▶ **What you have to do**
All entries below are to be set down again exactly as given.

Stored items
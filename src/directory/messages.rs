// Directory Messages - JSON bodies of the directory protocol
//
// Request fields are all optional at the serde level so that a missing field
// surfaces as a validation error from the service, not as a decode failure.
// Field names follow the deployed wire format (`password`, `ip`, `peer_ip`);
// the descriptive names are accepted as aliases.

use crate::registry::FileEntry;
use chrono::{DateTime, Utc};
use serde::{Deserialize, Serialize};

// ============================================================================
// REQUESTS
// ============================================================================

/// Body of `/register` and `/login`
#[derive(Clone, Debug, Default, PartialEq, Eq, Serialize, Deserialize)]
pub struct CredentialsRequest {
    #[serde(default, skip_serializing_if = "Option::is_none")]
    pub username: Option<String>,
    #[serde(default, alias = "credential", skip_serializing_if = "Option::is_none")]
    pub password: Option<String>,
    #[serde(default, alias = "host", skip_serializing_if = "Option::is_none")]
    pub ip: Option<String>,
    #[serde(default, skip_serializing_if = "Option::is_none")]
    pub port: Option<u16>,
}

impl CredentialsRequest {
    pub fn new(username: &str, password: &str, ip: &str, port: u16) -> Self {
        Self {
            username: Some(username.to_string()),
            password: Some(password.to_string()),
            ip: Some(ip.to_string()),
            port: Some(port),
        }
    }
}

pub type RegisterRequest = CredentialsRequest;
pub type LoginRequest = CredentialsRequest;

/// Body of `/heartbeat`
#[derive(Clone, Debug, Default, PartialEq, Eq, Serialize, Deserialize)]
pub struct HeartbeatRequest {
    #[serde(default, skip_serializing_if = "Option::is_none")]
    pub username: Option<String>,
    #[serde(default, alias = "host", skip_serializing_if = "Option::is_none")]
    pub ip: Option<String>,
    #[serde(default, skip_serializing_if = "Option::is_none")]
    pub port: Option<u16>,
}

impl HeartbeatRequest {
    pub fn new(username: &str, ip: &str, port: u16) -> Self {
        Self {
            username: Some(username.to_string()),
            ip: Some(ip.to_string()),
            port: Some(port),
        }
    }
}

/// Body of `/disconnect`
#[derive(Clone, Debug, Default, PartialEq, Eq, Serialize, Deserialize)]
pub struct DisconnectRequest {
    #[serde(default, skip_serializing_if = "Option::is_none")]
    pub username: Option<String>,
}

impl DisconnectRequest {
    pub fn new(username: &str) -> Self {
        Self {
            username: Some(username.to_string()),
        }
    }
}

/// Body of `/share_files`
#[derive(Clone, Debug, Default, PartialEq, Eq, Serialize, Deserialize)]
pub struct ShareFilesRequest {
    #[serde(default, skip_serializing_if = "Option::is_none")]
    pub username: Option<String>,
    /// The full set of filenames currently shared
    #[serde(default, skip_serializing_if = "Option::is_none")]
    pub filename: Option<Vec<String>>,
    #[serde(default, alias = "peer_host", skip_serializing_if = "Option::is_none")]
    pub peer_ip: Option<String>,
    #[serde(default, skip_serializing_if = "Option::is_none")]
    pub peer_port: Option<u16>,
}

impl ShareFilesRequest {
    pub fn new(username: &str, filenames: Vec<String>, peer_ip: &str, peer_port: u16) -> Self {
        Self {
            username: Some(username.to_string()),
            filename: Some(filenames),
            peer_ip: Some(peer_ip.to_string()),
            peer_port: Some(peer_port),
        }
    }
}

/// Query string of `/files` and `/search_files`
#[derive(Clone, Debug, Default, PartialEq, Eq, Serialize, Deserialize)]
pub struct FileQuery {
    #[serde(default, skip_serializing_if = "Option::is_none")]
    pub filename: Option<String>,
    #[serde(default, skip_serializing_if = "Option::is_none")]
    pub username: Option<String>,
}

impl FileQuery {
    pub fn all() -> Self {
        Self::default()
    }

    pub fn with_filename(mut self, filename: &str) -> Self {
        self.filename = Some(filename.to_string());
        self
    }

    pub fn with_username(mut self, username: &str) -> Self {
        self.username = Some(username.to_string());
        self
    }
}

// ============================================================================
// RESPONSES
// ============================================================================

/// Plain acknowledgement, also used for every error body
#[derive(Clone, Debug, PartialEq, Eq, Serialize, Deserialize)]
pub struct MessageResponse {
    pub message: String,
}

impl MessageResponse {
    pub fn new(message: impl Into<String>) -> Self {
        Self {
            message: message.into(),
        }
    }
}

/// Successful login
#[derive(Clone, Debug, PartialEq, Eq, Serialize, Deserialize)]
pub struct LoginResponse {
    pub message: String,
    pub username: String,
}

/// Heartbeat acknowledgement; `known` is false when the peer row is gone
#[derive(Clone, Debug, PartialEq, Eq, Serialize, Deserialize)]
pub struct HeartbeatResponse {
    pub message: String,
    pub known: bool,
}

/// One row of a listing: `[filename, username, host, port, shared_time]`
pub type FileRow = (String, String, String, u16, DateTime<Utc>);

/// Listing of live files
#[derive(Clone, Debug, PartialEq, Eq, Serialize, Deserialize)]
pub struct FilesResponse {
    pub files: Vec<FileRow>,
}

impl FilesResponse {
    pub fn from_entries(entries: Vec<FileEntry>) -> Self {
        Self {
            files: entries
                .into_iter()
                .map(|e| (e.filename, e.username, e.host, e.port, e.shared_time))
                .collect(),
        }
    }

    pub fn into_entries(self) -> Vec<FileEntry> {
        self.files
            .into_iter()
            .map(|(filename, username, host, port, shared_time)| FileEntry {
                filename,
                username,
                host,
                port,
                shared_time,
            })
            .collect()
    }
}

▶ **Answer space**
filename src/directory/messages.rs
// Directory Messages - JSON bodies of the directory protocol
//
// Request fields are all optional at the serde level so that a missing field
// surfaces as a validation error from the service, not as a decode failure.
// Field names follow the deployed wire format (`password`, `ip`, `peer_ip`);
// the descriptive names are accepted as aliases.

use crate::registry::FileEntry;
use chrono::{DateTime, Utc};
use serde::{Deserialize, Serialize};

// ============================================================================
// REQUESTS
// ============================================================================

/// Body of `/register` and `/login`
#[derive(Clone, Debug, Default, PartialEq, Eq, Serialize, Deserialize)]
pub struct CredentialsRequest {
    #[serde(default, skip_serializing_if = "Option::is_none")]
    pub username: Option<String>,
    #[serde(default, alias = "credential", skip_serializing_if = "Option::is_none")]
    pub password: Option<String>,
    #[serde(default, alias = "host", skip_serializing_if = "Option::is_none")]
    pub ip: Option<String>,
    #[serde(default, skip_serializing_if = "Option::is_none")]
    pub port: Option<u16>,
}

impl CredentialsRequest {
    pub fn new(username: &str, password: &str, ip: &str, port: u16) -> Self {
        Self {
            username: Some(username.to_string()),
            password: Some(password.to_string()),
            ip: Some(ip.to_string()),
            port: Some(port),
        }
    }
}

pub type RegisterRequest = CredentialsRequest;
pub type LoginRequest = CredentialsRequest;

/// Body of `/heartbeat`
#[derive(Clone, Debug, Default, PartialEq, Eq, Serialize, Deserialize)]
pub struct HeartbeatRequest {
    #[serde(default, skip_serializing_if = "Option::is_none")]
    pub username: Option<String>,
    #[serde(default, alias = "host", skip_serializing_if = "Option::is_none")]
    pub ip: Option<String>,
    #[serde(default, skip_serializing_if = "Option::is_none")]
    pub port: Option<u16>,
}

impl HeartbeatRequest {
    pub fn new(username: &str, ip: &str, port: u16) -> Self {
        Self {
            username: Some(username.to_string()),
            ip: Some(ip.to_string()),
            port: Some(port),
        }
    }
}

/// Body of `/disconnect`
#[derive(Clone, Debug, Default, PartialEq, Eq, Serialize, Deserialize)]
pub struct DisconnectRequest {
    #[serde(default, skip_serializing_if = "Option::is_none")]
    pub username: Option<String>,
}

impl DisconnectRequest {
    pub fn new(username: &str) -> Self {
        Self {
            username: Some(username.to_string()),
        }
    }
}

/// Body of `/share_files`
#[derive(Clone, Debug, Default, PartialEq, Eq, Serialize, Deserialize)]
pub struct ShareFilesRequest {
    #[serde(default, skip_serializing_if = "Option::is_none")]
    pub username: Option<String>,
    /// The full set of filenames currently shared
    #[serde(default, skip_serializing_if = "Option::is_none")]
    pub filename: Option<Vec<String>>,
    #[serde(default, alias = "peer_host", skip_serializing_if = "Option::is_none")]
    pub peer_ip: Option<String>,
    #[serde(default, skip_serializing_if = "Option::is_none")]
    pub peer_port: Option<u16>,
}

impl ShareFilesRequest {
    pub fn new(username: &str, filenames: Vec<String>, peer_ip: &str, peer_port: u16) -> Self {
        Self {
            username: Some(username.to_string()),
            filename: Some(filenames),
            peer_ip: Some(peer_ip.to_string()),
            peer_port: Some(peer_port),
        }
    }
}

/// Query string of `/files` and `/search_files`
#[derive(Clone, Debug, Default, PartialEq, Eq, Serialize, Deserialize)]
pub struct FileQuery {
    #[serde(default, skip_serializing_if = "Option::is_none")]
    pub filename: Option<String>,
    #[serde(default, skip_serializing_if = "Option::is_none")]
    pub username: Option<String>,
}

impl FileQuery {
    pub fn all() -> Self {
        Self::default()
    }

    pub fn with_filename(mut self, filename: &str) -> Self {
        self.filename = Some(filename.to_string());
        self
    }

    pub fn with_username(mut self, username: &str) -> Self {
        self.username = Some(username.to_string());
        self
    }
}

// ============================================================================
// RESPONSES
// ============================================================================

/// Plain acknowledgement, also used for every error body
#[derive(Clone, Debug, PartialEq, Eq, Serialize, Deserialize)]
pub struct MessageResponse {
    pub message: String,
}

impl MessageResponse {
    pub fn new(message: impl Into<String>) -> Self {
        Self {
            message: message.into(),
        }
    }
}

/// Successful login
#[derive(Clone, Debug, PartialEq, Eq, Serialize, Deserialize)]
pub struct LoginResponse {
    pub message: String,
    pub username: String,
}

/// Heartbeat acknowledgement; `known` is false when the peer row is gone
#[derive(Clone, Debug, PartialEq, Eq, Serialize, Deserialize)]
pub struct HeartbeatResponse {
    pub message: String,
    pub known: bool,
}

/// One row of a listing: `[filename, username, host, port, shared_time]`
pub type FileRow = (String, String, String, u16, DateTime<Utc>);

/// Listing of live files
#[derive(Clone, Debug, PartialEq, Eq, Serialize, Deserialize)]
pub struct FilesResponse {
    pub files: Vec<FileRow>,
}

impl FilesResponse {
    pub fn from_entries(entries: Vec<FileEntry>) -> Self {
        Self {
            files: entries
                .into_iter()
                .map(|e| (e.filename, e.username, e.host, e.port, e.shared_time))
                .collect(),
        }
    }

    pub fn into_entries(self) -> Vec<FileEntry> {
        self.files
            .into_iter()
            .map(|(filename, username, host, port, shared_time)| FileEntry {
                filename,
                username,
                host,
                port,
                shared_time,
            })
            .collect()
    }
}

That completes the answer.